Franchement, pourquoi rédigerais-je une critique, puisque le très clairvoyant Serge K., critique de cinéma de son état au magazine "Les Inrocks" et en conséquence porte-plume du banquier d'affaires Pigasse, a su apprécier - en quelques phrases bien senties - le dernier film de Ken Loach. Je vais donc me contenter de citer ce formidable critique (citations en italiques dans la suite) et d'expliciter en quoi ses lumières m'ont tiré vers le haut.

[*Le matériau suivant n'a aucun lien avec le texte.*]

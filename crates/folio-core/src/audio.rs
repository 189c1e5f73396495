//! Sound table and the category-aware mixer.
//!
//! The mixer owns volume state and a small pool of playback handles per sound.
//! Actual playback goes through a [`PlaybackBackend`], which is WebAudio in the
//! browser and a recording fake in tests.

use crate::constants::{DEFAULT_FALLOFF_DISTANCE, SOUND_POOL_SIZE};
use crate::error::Result;
use fnv::FnvHashMap;
use glam::Vec3;
use serde::{Deserialize, Serialize};
use smallvec::SmallVec;

#[derive(Clone, Copy, Debug, PartialEq, Eq, Hash, Serialize, Deserialize)]
#[serde(rename_all = "lowercase")]
pub enum SoundCategory {
    Ambient,
    Ui,
    Robot,
    Transition,
    Music,
    Effect,
}

impl SoundCategory {
    pub const ALL: [SoundCategory; 6] = [
        SoundCategory::Ambient,
        SoundCategory::Ui,
        SoundCategory::Robot,
        SoundCategory::Transition,
        SoundCategory::Music,
        SoundCategory::Effect,
    ];
}

#[derive(Clone, Copy, Debug, PartialEq)]
pub struct SoundDescriptor {
    pub id: &'static str,
    pub category: SoundCategory,
    pub volume: f32,
    pub looped: bool,
    pub spatial: bool,
}

const fn sound(id: &'static str, category: SoundCategory, volume: f32) -> SoundDescriptor {
    SoundDescriptor {
        id,
        category,
        volume,
        looped: false,
        spatial: false,
    }
}

const fn looped(mut s: SoundDescriptor) -> SoundDescriptor {
    s.looped = true;
    s
}

const fn spatial(mut s: SoundDescriptor) -> SoundDescriptor {
    s.spatial = true;
    s
}

use SoundCategory::*;

pub const SOUNDS: &[SoundDescriptor] = &[
    looped(sound("mechanical-hum", Ambient, 0.3)),
    looped(sound("lab-ambience", Ambient, 0.2)),
    sound("click", Ui, 0.5),
    sound("hover", Ui, 0.3),
    sound("select", Ui, 0.6),
    sound("error", Ui, 0.7),
    spatial(sound("robot-move", Robot, 0.4)),
    sound("robot-scan", Robot, 0.5),
    sound("robot-boot", Robot, 0.6),
    spatial(sound("servo-motor", Robot, 0.3)),
    sound("zone-enter", Transition, 0.7),
    sound("zone-exit", Transition, 0.5),
    sound("portal-whoosh", Transition, 0.8),
    looped(sound("background-theme", Music, 0.2)),
    sound("achievement", Effect, 0.8),
    sound("notification", Effect, 0.6),
];

pub fn find_sound(id: &str) -> Option<&'static SoundDescriptor> {
    SOUNDS.iter().find(|s| s.id == id)
}

#[inline]
fn clamp01(v: f32) -> f32 {
    if v.is_nan() {
        0.0
    } else {
        v.clamp(0.0, 1.0)
    }
}

/// base × category × master, clamped to [0, 1].
#[inline]
pub fn effective_volume(base: f32, category: f32, master: f32) -> f32 {
    clamp01(base * category * master)
}

/// Per-call tweaks on top of the static descriptor.
#[derive(Clone, Debug, Default)]
pub struct PlayOverrides {
    pub volume: Option<f32>,
    pub category: Option<SoundCategory>,
    pub looped: Option<bool>,
    pub position: Option<Vec3>,
    pub falloff_distance: Option<f32>,
}

impl PlayOverrides {
    pub fn at(position: Vec3) -> Self {
        Self {
            position: Some(position),
            ..Self::default()
        }
    }
}

/// Platform playback seam. Handles are created once per pool slot and reused.
pub trait PlaybackBackend {
    type Handle;

    fn create_handle(&mut self, sound: &SoundDescriptor) -> Self::Handle;
    fn is_busy(&self, handle: &Self::Handle) -> bool;
    fn set_volume(&mut self, handle: &mut Self::Handle, volume: f32);
    /// Start playback. Rejections (e.g. autoplay policy) come back as errors
    /// and are swallowed by the mixer.
    fn start(&mut self, handle: &mut Self::Handle, sound: &SoundDescriptor, looped: bool)
        -> Result<()>;
    fn pause(&mut self, handle: &mut Self::Handle);
    fn rewind(&mut self, handle: &mut Self::Handle);
    /// Returns `false` when the platform has no positional audio.
    fn set_position(&mut self, handle: &mut Self::Handle, position: Vec3, falloff: f32) -> bool;
}

#[derive(Clone, Debug, PartialEq, Serialize, Deserialize)]
#[serde(rename_all = "camelCase")]
pub struct MixerSettings {
    pub master_volume: f32,
    pub category_volumes: Vec<(SoundCategory, f32)>,
    pub muted: bool,
    pub spatial_enabled: bool,
}

struct Slot<H> {
    handle: H,
    base_volume: f32,
    category: SoundCategory,
}

pub struct AudioMixer<B: PlaybackBackend> {
    backend: B,
    master: f32,
    categories: FnvHashMap<SoundCategory, f32>,
    muted: bool,
    spatial_enabled: bool,
    pools: FnvHashMap<&'static str, SmallVec<[Slot<B::Handle>; SOUND_POOL_SIZE]>>,
}

impl<B: PlaybackBackend> AudioMixer<B> {
    pub fn new(mut backend: B) -> Self {
        let mut pools = FnvHashMap::default();
        for desc in SOUNDS {
            let pool: SmallVec<[Slot<B::Handle>; SOUND_POOL_SIZE]> = (0..SOUND_POOL_SIZE)
                .map(|_| Slot {
                    handle: backend.create_handle(desc),
                    base_volume: desc.volume,
                    category: desc.category,
                })
                .collect();
            pools.insert(desc.id, pool);
        }
        let categories = SoundCategory::ALL.iter().map(|c| (*c, 1.0)).collect();
        Self {
            backend,
            master: 1.0,
            categories,
            muted: false,
            spatial_enabled: true,
            pools,
        }
    }

    pub fn backend(&self) -> &B {
        &self.backend
    }

    pub fn backend_mut(&mut self) -> &mut B {
        &mut self.backend
    }

    pub fn master_volume(&self) -> f32 {
        self.master
    }

    pub fn category_volume(&self, category: SoundCategory) -> f32 {
        self.categories.get(&category).copied().unwrap_or(1.0)
    }

    pub fn is_muted(&self) -> bool {
        self.muted
    }

    pub fn set_spatial_enabled(&mut self, enabled: bool) {
        self.spatial_enabled = enabled;
    }

    pub fn settings(&self) -> MixerSettings {
        MixerSettings {
            master_volume: self.master,
            category_volumes: SoundCategory::ALL
                .iter()
                .map(|c| (*c, self.category_volume(*c)))
                .collect(),
            muted: self.muted,
            spatial_enabled: self.spatial_enabled,
        }
    }

    pub fn effective_volume_of(&self, id: &str) -> Option<f32> {
        find_sound(id).map(|d| {
            effective_volume(d.volume, self.category_volume(d.category), self.master)
        })
    }

    /// Start a sound on a free pool handle, or on the first handle if every
    /// handle is busy. Unknown ids and muted state are no-ops. Returns the
    /// pool slot that was started.
    pub fn play(&mut self, id: &str, overrides: PlayOverrides) -> Option<usize> {
        let Some(desc) = find_sound(id) else {
            log::warn!("[audio] sound `{}` not found", id);
            return None;
        };
        if self.muted {
            return None;
        }
        let category = overrides.category.unwrap_or(desc.category);
        let base = overrides.volume.map(clamp01).unwrap_or(desc.volume);
        let looped = overrides.looped.unwrap_or(desc.looped);
        let volume = effective_volume(base, self.category_volume(category), self.master);
        let spatial_enabled = self.spatial_enabled;

        let pool = self.pools.get_mut(desc.id)?;
        let index = pool
            .iter()
            .position(|slot| !self.backend.is_busy(&slot.handle))
            .unwrap_or(0);
        let slot = &mut pool[index];
        slot.base_volume = base;
        slot.category = category;
        self.backend.set_volume(&mut slot.handle, volume);

        if desc.spatial && spatial_enabled {
            if let Some(position) = overrides.position {
                let falloff = overrides
                    .falloff_distance
                    .unwrap_or(DEFAULT_FALLOFF_DISTANCE);
                if !self.backend.set_position(&mut slot.handle, position, falloff) {
                    log::debug!("[audio] no positional audio; `{}` plays flat", id);
                }
            }
        }

        if let Err(e) = self.backend.start(&mut slot.handle, desc, looped) {
            log::debug!("[audio] could not play `{}`: {}", id, e);
        }
        Some(index)
    }

    /// Pause and rewind every handle of a sound.
    pub fn stop(&mut self, id: &str) {
        let Some(pool) = self.pools.get_mut(id) else {
            log::warn!("[audio] stop: sound `{}` not found", id);
            return;
        };
        for slot in pool.iter_mut() {
            self.backend.pause(&mut slot.handle);
            self.backend.rewind(&mut slot.handle);
        }
    }

    pub fn pause(&mut self, id: &str) {
        let Some(pool) = self.pools.get_mut(id) else {
            log::warn!("[audio] pause: sound `{}` not found", id);
            return;
        };
        for slot in pool.iter_mut() {
            self.backend.pause(&mut slot.handle);
        }
    }

    pub fn set_master_volume(&mut self, volume: f32) {
        self.master = clamp01(volume);
        self.rescale_playing();
    }

    pub fn set_category_volume(&mut self, category: SoundCategory, volume: f32) {
        self.categories.insert(category, clamp01(volume));
        self.rescale_playing();
    }

    /// Muting pauses everything that is playing; unmuting resumes nothing.
    pub fn toggle_mute(&mut self) -> bool {
        self.muted = !self.muted;
        if self.muted {
            for pool in self.pools.values_mut() {
                for slot in pool.iter_mut() {
                    if self.backend.is_busy(&slot.handle) {
                        self.backend.pause(&mut slot.handle);
                    }
                }
            }
        }
        log::info!("[audio] muted={}", self.muted);
        self.muted
    }

    pub fn update_spatial_position(&mut self, id: &str, position: Vec3) {
        let Some(desc) = find_sound(id) else {
            log::warn!("[audio] sound `{}` not found", id);
            return;
        };
        if !desc.spatial || !self.spatial_enabled {
            return;
        }
        if let Some(pool) = self.pools.get_mut(desc.id) {
            for slot in pool.iter_mut() {
                if self.backend.is_busy(&slot.handle) {
                    self.backend
                        .set_position(&mut slot.handle, position, DEFAULT_FALLOFF_DISTANCE);
                }
            }
        }
    }

    fn rescale_playing(&mut self) {
        let master = self.master;
        for pool in self.pools.values_mut() {
            for slot in pool.iter_mut() {
                if self.backend.is_busy(&slot.handle) {
                    let cat = self.categories.get(&slot.category).copied().unwrap_or(1.0);
                    let v = effective_volume(slot.base_volume, cat, master);
                    self.backend.set_volume(&mut slot.handle, v);
                }
            }
        }
    }
}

"Moi Daniel Blake est le dernier film de Ken Loach: un tract sentimentaliste et manichéen, imprégné d’un pathos mélenchonien.". D'emblée le titre dit tout, et manifestement, Serge K. aurait pu gagner en productivité, car la suite n'est qu'accessoire en regard d'une telle capacité de synthèse. L'emploi du terme tract nous assène illico l'image du vieux gauchiste rétrograde, qui ruine la planète et ses arbres en distribuant ses feuilles de papier ronéotypées que personne ne lira. L'adjectif mélenchonien est admirablement trouvé : on pense tout de suite radical, communiste, avec en sus une pointe d'agressivité. Enfin, au cas le lecteur serait un peu perdu devant un tel condensé conceptuel, le double usage de pathos, d'une part, et de sentimentaliste, d'autre part, prévient tout de suite le spectateur qu'il va être manipulé. Et puis c'est tellement vulgaire de ressentir des émotions au cinéma...

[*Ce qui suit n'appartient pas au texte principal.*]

//! Procedural unit meshes. Every shape is centred on the origin and sized to
//! fit a unit extent; instances scale them into place.

use bytemuck::{Pod, Zeroable};
use glam::Vec3;
use std::f32::consts::{PI, TAU};

#[repr(C)]
#[derive(Copy, Clone, Debug, PartialEq, Pod, Zeroable)]
pub struct Vertex {
    pub position: [f32; 3],
    pub normal: [f32; 3],
}

impl Vertex {
    fn new(p: Vec3, n: Vec3) -> Self {
        Self {
            position: p.to_array(),
            normal: n.normalize_or_zero().to_array(),
        }
    }
}

#[derive(Clone, Debug, Default)]
pub struct Mesh {
    pub vertices: Vec<Vertex>,
    pub indices: Vec<u32>,
}

impl Mesh {
    pub fn triangle_count(&self) -> usize {
        self.indices.len() / 3
    }

    fn push_quad(&mut self, a: u32, b: u32, c: u32, d: u32) {
        self.indices.extend_from_slice(&[a, b, c, a, c, d]);
    }
}

#[derive(Clone, Copy, Debug, PartialEq, Eq, Hash, PartialOrd, Ord)]
pub enum MeshKind {
    Cube,
    Cylinder,
    Sphere,
    Torus,
}

impl MeshKind {
    pub const ALL: [MeshKind; 4] = [
        MeshKind::Cube,
        MeshKind::Cylinder,
        MeshKind::Sphere,
        MeshKind::Torus,
    ];

    pub fn build(self, segments: u32) -> Mesh {
        match self {
            MeshKind::Cube => cuboid(),
            MeshKind::Cylinder => cylinder(segments),
            MeshKind::Sphere => uv_sphere(segments),
            MeshKind::Torus => torus(segments),
        }
    }
}

/// Unit cube (-0.5..0.5), flat-shaded.
pub fn cuboid() -> Mesh {
    let mut mesh = Mesh::default();
    let faces = [Vec3::X, -Vec3::X, Vec3::Y, -Vec3::Y, Vec3::Z, -Vec3::Z];
    for n in faces {
        // two axes spanning the face, ordered so the winding is CCW from outside
        let u = if n.y.abs() > 0.5 { Vec3::X } else { Vec3::Y };
        let v = n.cross(u);
        let base = mesh.vertices.len() as u32;
        for (su, sv) in [(-1.0, -1.0), (1.0, -1.0), (1.0, 1.0), (-1.0, 1.0)] {
            let p = (n + u * su + v * sv) * 0.5;
            mesh.vertices.push(Vertex::new(p, n));
        }
        mesh.push_quad(base, base + 1, base + 2, base + 3);
    }
    mesh
}

/// Radius 1, height 1, axis along y, with caps.
pub fn cylinder(segments: u32) -> Mesh {
    let segments = segments.max(3);
    let mut mesh = Mesh::default();
    for i in 0..=segments {
        let a = TAU * i as f32 / segments as f32;
        let (s, c) = a.sin_cos();
        let n = Vec3::new(s, 0.0, c);
        mesh.vertices.push(Vertex::new(Vec3::new(s, -0.5, c), n));
        mesh.vertices.push(Vertex::new(Vec3::new(s, 0.5, c), n));
    }
    for i in 0..segments {
        let b = i * 2;
        mesh.push_quad(b, b + 2, b + 3, b + 1);
    }
    for (y, n) in [(0.5, Vec3::Y), (-0.5, -Vec3::Y)] {
        let centre = mesh.vertices.len() as u32;
        mesh.vertices.push(Vertex::new(Vec3::new(0.0, y, 0.0), n));
        for i in 0..=segments {
            let a = TAU * i as f32 / segments as f32;
            let (s, c) = a.sin_cos();
            mesh.vertices.push(Vertex::new(Vec3::new(s, y, c), n));
        }
        for i in 0..segments {
            let a = centre + 1 + i;
            if y > 0.0 {
                mesh.indices.extend_from_slice(&[centre, a, a + 1]);
            } else {
                mesh.indices.extend_from_slice(&[centre, a + 1, a]);
            }
        }
    }
    mesh
}

/// Radius 1.
pub fn uv_sphere(segments: u32) -> Mesh {
    let sectors = segments.max(3);
    let stacks = (segments / 2).max(2);
    let mut mesh = Mesh::default();
    for j in 0..=stacks {
        let phi = PI * j as f32 / stacks as f32;
        let (sp, cp) = phi.sin_cos();
        for i in 0..=sectors {
            let theta = TAU * i as f32 / sectors as f32;
            let (st, ct) = theta.sin_cos();
            let p = Vec3::new(sp * st, cp, sp * ct);
            mesh.vertices.push(Vertex::new(p, p));
        }
    }
    let row = sectors + 1;
    for j in 0..stacks {
        for i in 0..sectors {
            let a = j * row + i;
            let b = a + row;
            mesh.push_quad(a, b, b + 1, a + 1);
        }
    }
    mesh
}

/// Major radius 1, tube radius 1/3, lying in the xz plane.
pub fn torus(segments: u32) -> Mesh {
    let tubular = segments.max(3);
    let radial = (segments / 2).max(3);
    let minor = 1.0 / 3.0;
    let mut mesh = Mesh::default();
    for j in 0..=radial {
        let v = TAU * j as f32 / radial as f32;
        let (sv, cv) = v.sin_cos();
        for i in 0..=tubular {
            let u = TAU * i as f32 / tubular as f32;
            let (su, cu) = u.sin_cos();
            let ring = Vec3::new(cu, 0.0, su);
            let p = ring * (1.0 + minor * cv) + Vec3::Y * (minor * sv);
            let n = ring * cv + Vec3::Y * sv;
            mesh.vertices.push(Vertex::new(p, n));
        }
    }
    let row = tubular + 1;
    for j in 0..radial {
        for i in 0..tubular {
            let a = j * row + i;
            let b = a + row;
            mesh.push_quad(a, a + 1, b + 1, b);
        }
    }
    mesh
}

#[cfg(test)]
mod tests {
    use super::*;

    #[test]
    fn cube_has_twelve_triangles() {
        assert_eq!(cuboid().triangle_count(), 12);
    }

    #[test]
    fn indices_stay_in_bounds() {
        for kind in MeshKind::ALL {
            let m = kind.build(10);
            let n = m.vertices.len() as u32;
            assert!(m.indices.iter().all(|&i| i < n), "{kind:?}");
        }
    }
}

"Ici, un sexagénaire en arrêt maladie pour problèmes cardiaques se retrouve à affronter le Pôle Emploi britannique et ses méthodes ultra-libérales, visant à fliquer les chômeurs et à les dégoûter de vouloir retrouver un job." Après tout, qu'importe que Tony Blair, pour améliorer les statistiques du chômage, ait massivement accordé à ses chômeurs un statut d'inaptitude au travail (et la pension qui va avec) ! Qu'importe que David Cameron, face à l'ardoise que cela représentait, ait accordé un contrat juteux à la société Atos, pour réévaluer l'aptitude au travail de ces cohortes de profiteurs ! Qu'importe le travail d'enquête du réalisateur et de son équipe ! Serge K. évacue avec brio, en une unique phrase synoptique, le propos social du film, qui il faut bien le dire pourrait inciter le spectateur au populisme le plus trivial.

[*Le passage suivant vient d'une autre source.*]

use crate::constants::INITIAL_INSTANCE_CAPACITY;
use folio_core::lod::DeviceTier;
use folio_core::mesh::MeshKind;
use folio_core::scene::{Camera, InstanceRaw, LightingUniform, SceneFrame};
use std::collections::BTreeMap;
use web_sys as web;
use wgpu::util::DeviceExt;

mod helpers;
mod targets;
use targets::{RenderTargets, DEPTH_FORMAT};

#[repr(C)]
#[derive(Copy, Clone, bytemuck::Pod, bytemuck::Zeroable)]
struct CameraUniform {
    view_proj: [[f32; 4]; 4],
    eye: [f32; 4],
}

struct GpuMesh {
    vertices: wgpu::Buffer,
    indices: wgpu::Buffer,
    index_count: u32,
}

struct InstanceBuffer {
    buffer: wgpu::Buffer,
    capacity: usize,
}

fn upload_meshes(device: &wgpu::Device, tier: DeviceTier) -> BTreeMap<MeshKind, GpuMesh> {
    let segments = tier.mesh_segments();
    MeshKind::ALL
        .iter()
        .map(|kind| {
            let mesh = kind.build(segments);
            let vertices = device.create_buffer_init(&wgpu::util::BufferInitDescriptor {
                label: Some("mesh_vb"),
                contents: bytemuck::cast_slice(&mesh.vertices),
                usage: wgpu::BufferUsages::VERTEX,
            });
            let indices = device.create_buffer_init(&wgpu::util::BufferInitDescriptor {
                label: Some("mesh_ib"),
                contents: bytemuck::cast_slice(&mesh.indices),
                usage: wgpu::BufferUsages::INDEX,
            });
            let gpu = GpuMesh {
                vertices,
                indices,
                index_count: mesh.indices.len() as u32,
            };
            (*kind, gpu)
        })
        .collect()
}

fn create_instance_buffer(device: &wgpu::Device, capacity: usize) -> InstanceBuffer {
    let buffer = device.create_buffer(&wgpu::BufferDescriptor {
        label: Some("instance_vb"),
        size: (std::mem::size_of::<InstanceRaw>() * capacity) as u64,
        usage: wgpu::BufferUsages::VERTEX | wgpu::BufferUsages::COPY_DST,
        mapped_at_creation: false,
    });
    InstanceBuffer { buffer, capacity }
}

pub struct GpuState<'a> {
    surface: wgpu::Surface<'a>,
    device: wgpu::Device,
    queue: wgpu::Queue,
    config: wgpu::SurfaceConfiguration,
    targets: RenderTargets,
    pipeline: wgpu::RenderPipeline,
    camera_buffer: wgpu::Buffer,
    lighting_buffer: wgpu::Buffer,
    bind_group: wgpu::BindGroup,
    meshes: BTreeMap<MeshKind, GpuMesh>,
    instances: BTreeMap<MeshKind, InstanceBuffer>,
    mesh_tier: DeviceTier,
    width: u32,
    height: u32,
}

impl<'a> GpuState<'a> {
    pub async fn new(canvas: &'a web::HtmlCanvasElement, tier: DeviceTier) -> anyhow::Result<Self> {
        let width = canvas.width();
        let height = canvas.height();

        let instance = wgpu::Instance::default();
        let surface = instance.create_surface(wgpu::SurfaceTarget::Canvas(canvas.clone()))?;
        let adapter = instance
            .request_adapter(&wgpu::RequestAdapterOptions {
                power_preference: wgpu::PowerPreference::HighPerformance,
                compatible_surface: Some(&surface),
                force_fallback_adapter: false,
            })
            .await
            .ok_or_else(|| anyhow::anyhow!("No WebGPU adapter"))?;
        let (device, queue) = adapter
            .request_device(
                &wgpu::DeviceDescriptor {
                    required_features: wgpu::Features::empty(),
                    // Use default limits on web to avoid passing unknown fields to older WebGPU impls
                    required_limits: wgpu::Limits::default(),
                    memory_hints: wgpu::MemoryHints::Performance,
                    label: None,
                },
                None,
            )
            .await
            .map_err(|e| anyhow::anyhow!(format!("request_device error: {:?}", e)))?;
        let caps = surface.get_capabilities(&adapter);
        let format = caps
            .formats
            .iter()
            .copied()
            .find(|f| {
                matches!(
                    f,
                    wgpu::TextureFormat::Bgra8UnormSrgb | wgpu::TextureFormat::Rgba8UnormSrgb
                )
            })
            .or_else(|| caps.formats.first().copied())
            .ok_or_else(|| anyhow::anyhow!("surface reports no formats"))?;
        let alpha_mode = caps
            .alpha_modes
            .first()
            .copied()
            .unwrap_or(wgpu::CompositeAlphaMode::Auto);
        let config = wgpu::SurfaceConfiguration {
            usage: wgpu::TextureUsages::RENDER_ATTACHMENT,
            format,
            width: width.max(1),
            height: height.max(1),
            present_mode: wgpu::PresentMode::Fifo,
            alpha_mode,
            view_formats: vec![],
            desired_maximum_frame_latency: 2,
        };
        surface.configure(&device, &config);

        let shader = device.create_shader_module(wgpu::ShaderModuleDescriptor {
            label: Some("scene_shader"),
            source: wgpu::ShaderSource::Wgsl(folio_core::SCENE_WGSL.into()),
        });
        let camera_buffer = device.create_buffer(&wgpu::BufferDescriptor {
            label: Some("camera_uniform"),
            size: std::mem::size_of::<CameraUniform>() as u64,
            usage: wgpu::BufferUsages::UNIFORM | wgpu::BufferUsages::COPY_DST,
            mapped_at_creation: false,
        });
        let lighting_buffer = device.create_buffer(&wgpu::BufferDescriptor {
            label: Some("lighting_uniform"),
            size: std::mem::size_of::<LightingUniform>() as u64,
            usage: wgpu::BufferUsages::UNIFORM | wgpu::BufferUsages::COPY_DST,
            mapped_at_creation: false,
        });
        let uniform_entry = |binding: u32| wgpu::BindGroupLayoutEntry {
            binding,
            visibility: wgpu::ShaderStages::VERTEX_FRAGMENT,
            ty: wgpu::BindingType::Buffer {
                ty: wgpu::BufferBindingType::Uniform,
                has_dynamic_offset: false,
                min_binding_size: None,
            },
            count: None,
        };
        let bgl = device.create_bind_group_layout(&wgpu::BindGroupLayoutDescriptor {
            label: Some("scene_bgl"),
            entries: &[uniform_entry(0), uniform_entry(1)],
        });
        let bind_group = device.create_bind_group(&wgpu::BindGroupDescriptor {
            label: Some("scene_bg"),
            layout: &bgl,
            entries: &[
                wgpu::BindGroupEntry {
                    binding: 0,
                    resource: camera_buffer.as_entire_binding(),
                },
                wgpu::BindGroupEntry {
                    binding: 1,
                    resource: lighting_buffer.as_entire_binding(),
                },
            ],
        });
        let pipeline_layout = device.create_pipeline_layout(&wgpu::PipelineLayoutDescriptor {
            label: Some("scene_pl"),
            bind_group_layouts: &[&bgl],
            push_constant_ranges: &[],
        });
        let pipeline =
            helpers::make_scene_pipeline(&device, &pipeline_layout, &shader, format, DEPTH_FORMAT);

        let targets = RenderTargets::new(&device, config.width, config.height);
        let meshes = upload_meshes(&device, tier);
        log::info!(
            "[render] WebGPU ready {}x{} format={:?} tier={:?}",
            width,
            height,
            format,
            tier
        );

        Ok(Self {
            surface,
            device,
            queue,
            config,
            targets,
            pipeline,
            camera_buffer,
            lighting_buffer,
            bind_group,
            meshes,
            instances: BTreeMap::new(),
            mesh_tier: tier,
            width,
            height,
        })
    }

    pub fn size(&self) -> (u32, u32) {
        (self.width, self.height)
    }

    /// Rebuilds the procedural meshes when the LOD tier changes.
    pub fn set_mesh_tier(&mut self, tier: DeviceTier) {
        if tier != self.mesh_tier {
            log::info!("[render] mesh tier {:?} -> {:?}", self.mesh_tier, tier);
            self.meshes = upload_meshes(&self.device, tier);
            self.mesh_tier = tier;
        }
    }

    pub fn resize_if_needed(&mut self, width: u32, height: u32) {
        if width == 0 || height == 0 {
            return;
        }
        if width != self.width || height != self.height {
            self.width = width;
            self.height = height;
            self.config.width = width;
            self.config.height = height;
            self.surface.configure(&self.device, &self.config);
            self.targets.recreate(&self.device, width, height);
        }
    }

    fn upload_instances(&mut self, scene: &SceneFrame) {
        for (kind, batch) in &scene.batches {
            let needed = batch.len();
            let grow = self
                .instances
                .get(kind)
                .map_or(true, |buf| buf.capacity < needed);
            if grow {
                let mut capacity = INITIAL_INSTANCE_CAPACITY;
                while capacity < needed {
                    capacity *= 2;
                }
                self.instances
                    .insert(*kind, create_instance_buffer(&self.device, capacity));
            }
            if let Some(buf) = self.instances.get(kind) {
                self.queue
                    .write_buffer(&buf.buffer, 0, bytemuck::cast_slice(batch));
            }
        }
    }

    pub fn render(&mut self, scene: &SceneFrame, camera: &Camera) -> Result<(), wgpu::SurfaceError> {
        let cam = CameraUniform {
            view_proj: camera.view_proj().to_cols_array_2d(),
            eye: camera.eye.extend(1.0).to_array(),
        };
        self.queue
            .write_buffer(&self.camera_buffer, 0, bytemuck::bytes_of(&cam));
        self.queue
            .write_buffer(&self.lighting_buffer, 0, bytemuck::bytes_of(&scene.lighting));
        self.upload_instances(scene);

        let frame = self.surface.get_current_texture()?;
        let view = frame
            .texture
            .create_view(&wgpu::TextureViewDescriptor::default());
        let mut encoder = self
            .device
            .create_command_encoder(&wgpu::CommandEncoderDescriptor {
                label: Some("encoder"),
            });
        {
            let [r, g, b, a] = scene.clear_color;
            let mut rpass = encoder.begin_render_pass(&wgpu::RenderPassDescriptor {
                label: Some("scene_pass"),
                color_attachments: &[Some(wgpu::RenderPassColorAttachment {
                    view: &view,
                    resolve_target: None,
                    ops: wgpu::Operations {
                        load: wgpu::LoadOp::Clear(wgpu::Color { r, g, b, a }),
                        store: wgpu::StoreOp::Store,
                    },
                })],
                depth_stencil_attachment: Some(wgpu::RenderPassDepthStencilAttachment {
                    view: &self.targets.depth_view,
                    depth_ops: Some(wgpu::Operations {
                        load: wgpu::LoadOp::Clear(1.0),
                        store: wgpu::StoreOp::Store,
                    }),
                    stencil_ops: None,
                }),
                timestamp_writes: None,
                occlusion_query_set: None,
            });
            rpass.set_pipeline(&self.pipeline);
            rpass.set_bind_group(0, &self.bind_group, &[]);
            for (kind, batch) in &scene.batches {
                let (Some(mesh), Some(inst)) = (self.meshes.get(kind), self.instances.get(kind))
                else {
                    continue;
                };
                if batch.is_empty() {
                    continue;
                }
                rpass.set_vertex_buffer(0, mesh.vertices.slice(..));
                rpass.set_vertex_buffer(1, inst.buffer.slice(..));
                rpass.set_index_buffer(mesh.indices.slice(..), wgpu::IndexFormat::Uint32);
                rpass.draw_indexed(0..mesh.index_count, 0, 0..batch.len() as u32);
            }
        }
        self.queue.submit(Some(encoder.finish()));
        frame.present();
        Ok(())
    }
}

"Les chômeurs sont sympas, marrants, généreux, solidaires, fraternisant entre eux et avec les voisins noirs (le vote populiste d’une bonne partie de la classe ouvrière, on a du le rêver), des gens biens sous tous rapports et quasiment sans défauts.". Et voilà, on sent maintenant pleinement la citoyenneté et l'ancrage dans le réel qui font le grand critique de cinéma. Enfin, comment ces abrutis de prolos anglais, qui ont voté massivement pour le Brexit, pourraient-ils fraterniser avec des noirs ? Et des noirs gays, qui plus est ? Quant aux chômeurs, chacun sait que s'ils étaient vraiment sympas, marrants, généreux, solidaires, ils auraient trouvé du boulot depuis longtemps - car les employeurs ne demandent que ça - et ne le seraient donc plus, chômeurs ! Sauf bien entendu pour ceux, plus nombreux qu'on ne le croie, qui préfèrent toucher les allocations et rester chez eux regarder la télé en fumant des joints...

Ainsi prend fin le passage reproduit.